First, you need to recognize that your law firm will generally stay within its core area of expertise and focus on the legal requirements of your business rather than the execution of your tax obligations, which rests with you as the business owner or manager. Foreign companies typically should engage a U.S.-based accounting firm to help with ensuring its tax filings are completed on time and accurately. This may mean you need to hire a CPA firm with international tax expertise and a local CPA firm where you do business in the U.S. Or you may want to hire one international CPA firm to deal with both your international and domestic tax obligations. Our law firm often helps our clients find the right accounting firm.

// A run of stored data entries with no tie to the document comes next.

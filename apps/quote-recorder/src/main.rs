//! Quote Recorder Binary
//!
//! Streams ALOR quotes into SQLite until interrupted.
//!
//! # Usage
//!
//! ```bash
//! ALOR_ACCESS_TOKEN=... cargo run --bin quote-recorder
//! ```
//!
//! # Environment Variables
//!
//! ## Required
//! - `ALOR_ACCESS_TOKEN`: bearer credential sent with every subscription
//!
//! ## Optional
//! - `ALOR_WS_URL`: endpoint (default: wss://api.alor.ru/ws)
//! - `QUOTES_DB_PATH`: SQLite file (default: database.db)
//! - `QUOTES_RENEWAL_INTERVAL_SECS`: renewal cadence (default: 600)
//! - `QUOTES_INSTRUMENT` / `QUOTES_EXCHANGE` / `QUOTES_FORMAT`: ALL / MOEX / Simple
//! - `QUOTES_GUID_MODE`: fixed | per-request (default: fixed)
//! - `QUOTES_SUBSCRIPTION_GUID`: fixed correlation id (default: quotes_subscription)
//! - `QUOTES_RECONNECT_DELAY_INITIAL_MS`, `QUOTES_RECONNECT_DELAY_MAX_SECS`,
//!   `QUOTES_RECONNECT_DELAY_MULTIPLIER`, `QUOTES_MAX_RECONNECT_ATTEMPTS`
//! - `QUOTES_CONNECT_TIMEOUT_SECS`: handshake bound (default: 10)
//! - `QUOTES_WRITER_QUEUE_CAPACITY`: writer queue size (default: 10000)
//! - `QUOTES_DB_BUSY_TIMEOUT_MS`: SQLite busy timeout (default: 5000)
//! - `QUOTES_HEALTH_PORT`: health/metrics port, 0 disables (default: 8082)
//! - `OTEL_ENABLED`, `OTEL_EXPORTER_OTLP_ENDPOINT`, `OTEL_SERVICE_NAME`
//! - `RUST_LOG`: log filter (default: quote_recorder=info)

use std::sync::Arc;
use std::time::Duration;

use anyhow::Context;
use quote_recorder::infrastructure::health::{HealthServer, HealthServerState};
use quote_recorder::infrastructure::telemetry;
use quote_recorder::{
    ConnectionSupervisor, QueuedQuoteSink, QuotePipeline, QuoteSink, QuoteStreamClient,
    ReconnectConfig, RecorderConfig, StreamClientConfig, SubscriptionController, init_metrics,
};
use tokio::signal;
use tokio_util::sync::CancellationToken;

/// How long the client gets to close the socket after a shutdown signal.
const SHUTDOWN_TIMEOUT: Duration = Duration::from_secs(10);

#[tokio::main]
async fn main() -> anyhow::Result<()> {
    if rustls::crypto::ring::default_provider()
        .install_default()
        .is_err()
    {
        eprintln!("rustls crypto provider already installed");
    }

    load_dotenv();

    let _telemetry_guard = telemetry::init();

    tracing::info!("Starting quote recorder");

    let _metrics_handle = init_metrics().context("failed to install metrics recorder")?;

    let config = RecorderConfig::from_env()?;
    log_config(&config);

    let store = config.storage.store();
    store
        .ensure_schema()
        .with_context(|| format!("failed to prepare {}", store.path().display()))?;

    let (sink, writer) = QueuedQuoteSink::start(store, config.storage.queue_capacity)?;
    let writer_stats = sink.writer_stats();

    let pipeline = QuotePipeline::new(sink);
    let controller = Arc::new(SubscriptionController::new(
        config.subscription(),
        config.feed.renewal_interval,
    )?);
    let supervisor = ConnectionSupervisor::new(pipeline, Arc::clone(&controller));

    let shutdown_token = CancellationToken::new();

    if config.server.health_port != 0 {
        let health_state = Arc::new(HealthServerState::new(
            env!("CARGO_PKG_VERSION").to_string(),
            supervisor.status(),
            supervisor.pipeline().stats(),
            Arc::clone(&controller),
        )
        .with_writer_stats(writer_stats));
        let health_server = HealthServer::new(
            config.server.health_port,
            health_state,
            shutdown_token.clone(),
        );
        tokio::spawn(async move {
            if let Err(e) = health_server.run().await {
                tracing::error!(error = %e, "Health server error");
            }
        });
    }

    let client = QuoteStreamClient::new(
        StreamClientConfig {
            url: config.feed.url.clone(),
            reconnect: ReconnectConfig::from_settings(&config.websocket),
            connect_timeout: config.websocket.connect_timeout,
        },
        supervisor,
        shutdown_token.clone(),
    );
    let mut client_task = tokio::spawn(client.run());

    tracing::info!("Quote recorder ready");

    let client_result = tokio::select! {
        () = wait_for_signal() => {
            shutdown_token.cancel();
            if let Ok(joined) = tokio::time::timeout(SHUTDOWN_TIMEOUT, &mut client_task).await {
                joined
            } else {
                tracing::warn!(
                    timeout_secs = SHUTDOWN_TIMEOUT.as_secs(),
                    "Stream client did not stop in time, aborting"
                );
                client_task.abort();
                Ok(Ok(()))
            }
        }
        joined = &mut client_task => {
            shutdown_token.cancel();
            joined
        }
    };

    let report = tokio::task::spawn_blocking(move || writer.join())
        .await
        .context("writer join task failed")??;
    tracing::info!(
        written = report.written,
        failed = report.failed,
        "Quote recorder stopped"
    );

    client_result.context("stream client task panicked")??;
    Ok(())
}

/// Load .env file from current or ancestor directories.
fn load_dotenv() {
    if dotenvy::dotenv().is_ok() {
        return;
    }

    if let Ok(cwd) = std::env::current_dir() {
        for dir in cwd.ancestors().skip(1) {
            let env_path = dir.join(".env");
            if env_path.exists() {
                let _ = dotenvy::from_path(&env_path);
                return;
            }
        }
    }
}

/// Log the parsed configuration.
fn log_config(config: &RecorderConfig) {
    tracing::info!(
        url = %config.feed.url,
        instrument = %config.feed.instrument,
        exchange = %config.feed.exchange,
        renewal_interval_secs = config.feed.renewal_interval.as_secs(),
        db_path = %config.storage.db_path.display(),
        health_port = config.server.health_port,
        "Configuration loaded"
    );
    tracing::debug!(
        guid = ?config.feed.guid,
        queue_capacity = config.storage.queue_capacity,
        max_reconnect_attempts = config.websocket.max_reconnect_attempts,
        "Recorder settings"
    );
}

/// Wait for SIGTERM or SIGINT.
#[allow(clippy::expect_used)]
async fn wait_for_signal() {
    let ctrl_c = async {
        signal::ctrl_c()
            .await
            .expect("signal handler installation is critical for graceful shutdown");
    };

    #[cfg(unix)]
    let terminate = async {
        signal::unix::signal(signal::unix::SignalKind::terminate())
            .expect("SIGTERM handler installation is critical for graceful shutdown")
            .recv()
            .await;
    };

    #[cfg(not(unix))]
    let terminate = std::future::pending::<()>();

    tokio::select! {
        () = ctrl_c => {
            tracing::info!("Received Ctrl+C, initiating shutdown");
        }
        () = terminate => {
            tracing::info!("Received SIGTERM, initiating shutdown");
        }
    }
}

Many of our international clients have been very successful in their home countries and have started to engage in some U.S. sales. These sales may be accomplished directly from abroad to consumers, from abroad through brokers, or by directly engaging in U.S. business operations in the U.S. Many of these companies understand the potential perils of doing business internationally and want to ensure they are exactly compliant to avoid any business or immigration issues for owners and employees.
U.S. Federal Income Tax
All U.S.-based income is initially subject to U.S. income tax unless an income tax treaty applies between the United States and a foreign company’s home country. If a tax treaty applies, the foreign company can claim a reduction in U.S. federal income tax if the foreign company already paid income tax in the foreign company’s home country on that U.S.-based income. The U.S. has an income tax treaty with 68 countries, many of them dating back decades. You may be surprised at some of the countries on the list: Venezuela, Russia, Malta, Switzerland, and Cyprus, for example, and others that are not on the list: Singapore, Hong Kong, British Virgin Islands, Bermuda, Argentina, and Brazil.

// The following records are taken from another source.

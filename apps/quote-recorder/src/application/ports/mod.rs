//! Port Interfaces
//!
//! Contracts between the recorder's services and the outside world.
//!
//! ## Driven Ports (Outbound)
//!
//! - [`QuoteSink`]: durable append-only storage for validated quotes
//! - [`ChannelSender`]: the send half of the streaming channel, shared by the
//!   open handler and the renewal ticker

use async_trait::async_trait;

use crate::domain::quote::QuoteRecord;

// =============================================================================
// Storage
// =============================================================================

/// Errors raised by a [`QuoteSink`].
#[derive(Debug, thiserror::Error)]
pub enum StorageError {
    /// The storage engine reported a fault.
    #[error("database error: {0}")]
    Database(String),

    /// Filesystem preparation failed (e.g. creating the parent directory).
    #[error("I/O error: {0}")]
    Io(#[from] std::io::Error),

    /// The write queue is full; the record was not accepted.
    #[error("write queue is full")]
    QueueFull,

    /// The writer is no longer running.
    #[error("writer stopped")]
    WriterStopped,
}

impl StorageError {
    /// Short label used for metrics.
    #[must_use]
    pub const fn kind(&self) -> &'static str {
        match self {
            Self::Database(_) => "database",
            Self::Io(_) => "io",
            Self::QueueFull => "queue_full",
            Self::WriterStopped => "writer_stopped",
        }
    }
}

/// Durable append-only table of quotes.
///
/// `ensure_schema` must succeed once before the first `append`, and may be
/// called any number of times.
pub trait QuoteSink: Send + Sync {
    /// Create the quotes table if it does not exist.
    ///
    /// # Errors
    ///
    /// Returns `StorageError` if the table cannot be created.
    fn ensure_schema(&self) -> Result<(), StorageError>;

    /// Append one record.
    ///
    /// # Errors
    ///
    /// Returns `StorageError` if the record was not accepted. The caller logs
    /// and drops the record; there is no retry.
    fn append(&self, record: QuoteRecord) -> Result<(), StorageError>;
}

impl<S: QuoteSink + ?Sized> QuoteSink for std::sync::Arc<S> {
    fn ensure_schema(&self) -> Result<(), StorageError> {
        (**self).ensure_schema()
    }

    fn append(&self, record: QuoteRecord) -> Result<(), StorageError> {
        (**self).append(record)
    }
}

// =============================================================================
// Channel
// =============================================================================

/// Errors raised when transmitting on the channel.
#[derive(Debug, Clone, thiserror::Error)]
pub enum SendError {
    /// The channel has been torn down.
    #[error("channel closed")]
    Closed,

    /// The transport refused the frame.
    #[error("transport error: {0}")]
    Transport(String),
}

/// Capability to transmit one text frame on the channel.
///
/// Implementations must be safe to call concurrently from the dispatch loop
/// and the renewal ticker.
#[async_trait]
pub trait ChannelSender: Send + Sync {
    /// Send a text frame.
    async fn send_text(&self, text: String) -> Result<(), SendError>;
}
//! Infrastructure Layer - Adapters and external integrations.
//!
//! Concrete implementations of the ports defined in the application layer,
//! plus process-level plumbing.

/// ALOR WebSocket quote feed adapter.
pub mod alor;

/// Configuration loading.
pub mod config;

/// Health check HTTP endpoint.
pub mod health;

/// Prometheus metrics instrumentation.
pub mod metrics;

/// SQLite quote storage.
pub mod storage;

/// Logging and OpenTelemetry tracing setup.
pub mod telemetry;
//! Logging and Tracing Setup
//!
//! Installs the `tracing` subscriber: an `EnvFilter` (`RUST_LOG`, default
//! `quote_recorder=info`) plus a fmt layer, and optionally an OTLP span
//! exporter.
//!
//! # Environment Variables
//!
//! - `OTEL_ENABLED`: Set to "true" to export spans (default: false)
//! - `OTEL_EXPORTER_OTLP_ENDPOINT`: OTLP gRPC endpoint (default: http://localhost:4317)
//! - `OTEL_SERVICE_NAME`: Service name for traces (default: quote-recorder)

use opentelemetry::trace::TracerProvider as _;
use opentelemetry_otlp::WithExportConfig;
use opentelemetry_sdk::trace::SdkTracerProvider;
use tracing_subscriber::EnvFilter;
use tracing_subscriber::layer::SubscriberExt;
use tracing_subscriber::util::SubscriberInitExt;

/// Service name for OpenTelemetry traces.
const DEFAULT_SERVICE_NAME: &str = "quote-recorder";

/// Default OTLP endpoint.
const DEFAULT_OTLP_ENDPOINT: &str = "http://localhost:4317";

/// Filter used when `RUST_LOG` is unset or invalid.
const DEFAULT_DIRECTIVES: &str = "quote_recorder=info,tungstenite=warn,tokio_tungstenite=warn,hyper=warn";

/// Guard that shuts down OpenTelemetry when dropped.
pub struct TelemetryGuard {
    tracer_provider: Option<SdkTracerProvider>,
}

impl Drop for TelemetryGuard {
    fn drop(&mut self) {
        if let Some(provider) = self.tracer_provider.take()
            && let Err(e) = provider.shutdown()
        {
            eprintln!("Failed to shutdown OpenTelemetry tracer provider: {e}");
        }
    }
}

/// Telemetry configuration.
#[derive(Debug, Clone, PartialEq, Eq)]
pub struct TelemetryConfig {
    /// Whether spans are exported over OTLP.
    pub enabled: bool,
    /// OTLP exporter endpoint.
    pub otlp_endpoint: String,
    /// Service name for traces.
    pub service_name: String,
}

impl Default for TelemetryConfig {
    fn default() -> Self {
        Self {
            enabled: false,
            otlp_endpoint: DEFAULT_OTLP_ENDPOINT.to_string(),
            service_name: DEFAULT_SERVICE_NAME.to_string(),
        }
    }
}

impl TelemetryConfig {
    /// Create configuration from environment variables.
    #[must_use]
    pub fn from_env() -> Self {
        Self::from_lookup(|key| std::env::var(key).ok())
    }

    fn from_lookup(lookup: impl Fn(&str) -> Option<String>) -> Self {
        let defaults = Self::default();
        Self {
            enabled: lookup("OTEL_ENABLED")
                .is_some_and(|v| matches!(v.trim().to_lowercase().as_str(), "true" | "1")),
            otlp_endpoint: lookup("OTEL_EXPORTER_OTLP_ENDPOINT").unwrap_or(defaults.otlp_endpoint),
            service_name: lookup("OTEL_SERVICE_NAME").unwrap_or(defaults.service_name),
        }
    }
}

/// Initialize telemetry with configuration from the environment.
///
/// Returns a guard that must be kept alive for the duration of the program.
#[must_use]
pub fn init() -> TelemetryGuard {
    init_with_config(TelemetryConfig::from_env())
}

/// Initialize telemetry with custom configuration.
///
/// If the OTLP exporter cannot be built, logging continues without it.
#[must_use]
pub fn init_with_config(config: TelemetryConfig) -> TelemetryGuard {
    let env_filter =
        EnvFilter::try_from_default_env().unwrap_or_else(|_| EnvFilter::new(DEFAULT_DIRECTIVES));

    let fmt_layer = tracing_subscriber::fmt::layer()
        .with_target(true)
        .with_thread_ids(false)
        .with_file(false)
        .with_line_number(false);

    let mut export_error = None;
    let otlp_exporter = if config.enabled {
        opentelemetry_otlp::SpanExporter::builder()
            .with_tonic()
            .with_endpoint(&config.otlp_endpoint)
            .build()
            .map_err(|e| export_error = Some(e))
            .ok()
    } else {
        None
    };

    let Some(otlp_exporter) = otlp_exporter else {
        tracing_subscriber::registry()
            .with(env_filter)
            .with(fmt_layer)
            .init();
        if let Some(e) = export_error {
            tracing::warn!(error = %e, "OTLP exporter unavailable, logging locally only");
        }
        return TelemetryGuard {
            tracer_provider: None,
        };
    };

    let tracer_provider = SdkTracerProvider::builder()
        .with_batch_exporter(otlp_exporter)
        .with_resource(
            opentelemetry_sdk::Resource::builder()
                .with_service_name(config.service_name.clone())
                .build(),
        )
        .build();

    let tracer = tracer_provider.tracer(config.service_name);
    let otel_layer = tracing_opentelemetry::layer().with_tracer(tracer);

    tracing_subscriber::registry()
        .with(env_filter)
        .with(fmt_layer)
        .with(otel_layer)
        .init();

    TelemetryGuard {
        tracer_provider: Some(tracer_provider),
    }
}

// =============================================================================
// Tests
// =============================================================================

#[cfg(test)]
mod tests {
    use super::*;

    #[test]
    fn export_is_off_by_default() {
        let config = TelemetryConfig::from_lookup(|_| None);
        assert_eq!(config, TelemetryConfig::default());
        assert!(!config.enabled);
        assert_eq!(config.service_name, "quote-recorder");
    }

    #[test]
    fn export_can_be_enabled() {
        let config = TelemetryConfig::from_lookup(|key| match key {
            "OTEL_ENABLED" => Some("TRUE".to_string()),
            "OTEL_SERVICE_NAME" => Some("recorder-a".to_string()),
            _ => None,
        });
        assert!(config.enabled);
        assert_eq!(config.service_name, "recorder-a");
        assert_eq!(config.otlp_endpoint, DEFAULT_OTLP_ENDPOINT);
    }

    #[test]
    fn default_directives_parse() {
        assert!(DEFAULT_DIRECTIVES.parse::<EnvFilter>().is_ok());
    }
}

Generally, as soon as an international company closes its first U.S. sale, it will incur some U.S. federal income tax obligations. If as an international company you want to continue to do business with the U.S., you will want to do everything you can to take advantage of income tax savings under an applicable income tax treaty, even if it means first setting up a new subsidiary in a country that has an income tax treaty in place with the U.S.
As an international business you can generally determine how you want to be taxed at the U.S. federal level. You should consult with legal and tax counsel to help you choose your optimal U.S. federal tax classification (C corporation, partnership (LLCs and partnerships), and sole proprietor (S corporation status is not available to companies with international owners).
U.S. State Income Taxes and Related Taxes
U.S. state income taxes vary from state to state, and not all states honor the effect of an international income tax treaty. For instance, both California and New Jersey require payment of state income tax based on revenue from sales in their states even if a tax treaty with a foreign country exists at the U.S. federal level.
You will need to check each state’s requirements where you make sales to determine whether and when they require payments of income tax or a similar tax. For instance, Washington does not have a state income tax, but it has a gross receipts tax that is similarly based on sales within Washington. This means the gross receipts tax is seen as outside the effect of an income tax treaty. See below:
|State||Income Tax||Other Tax||Comments|
|Washington (WA)||None||Gross receipts tax (0.484% of gross receipts)||Gross receipts = gross income or gross sales from WA buyers|
|California (CA)||8.84% of net income for corporations||Depends on current business operations||Only based on CA sales, not U.S. or worldwide sales|
|New Jersey (NJ)||6.5-9.0% of net income (percentage change based on income bands)||None identified based on current operations||Only based on NJ sales, not U.S. or worldwide sales|
States generally require sellers to collect and remit monthly or quarterly payments of sales tax that is collected on retail sales, so you want to ensure that you are collecting the appropriate amount of tax for each transaction.
None of these states requires a company or its U.S.-based brokers to collect sales tax from wholesale buyers because sales tax is only collected on retail sales. But international companies should collect and should require that their brokers collect a reseller permit from each wholesale buyer to keep in their tax records. The reseller permit does not need to be shown at each transaction but can be kept on file for the life of the buyer-seller relationship.
Many states also require an excise tax to be paid on certain transactions, which are not considered a sales tax.
Additional U.S. Tax Questions to Ponder
As you are digesting this information, keep in mind the following questions:
- Do you want to engage in business with the U.S. directly by becoming the seller, or do you want to form a new company in a country to take advantage of an income tax treaty?
- If you will be engaging directly in business with the U.S., how will that entity be taxed? (We will provide a future blog post to help with this decision)
- How important is it to you to simplify your U.S. obligations, and would it be more beneficial to form a wholly-owned U.S. subsidiary company to simplify your U.S. state registrations, tax payments, and U.S. banking?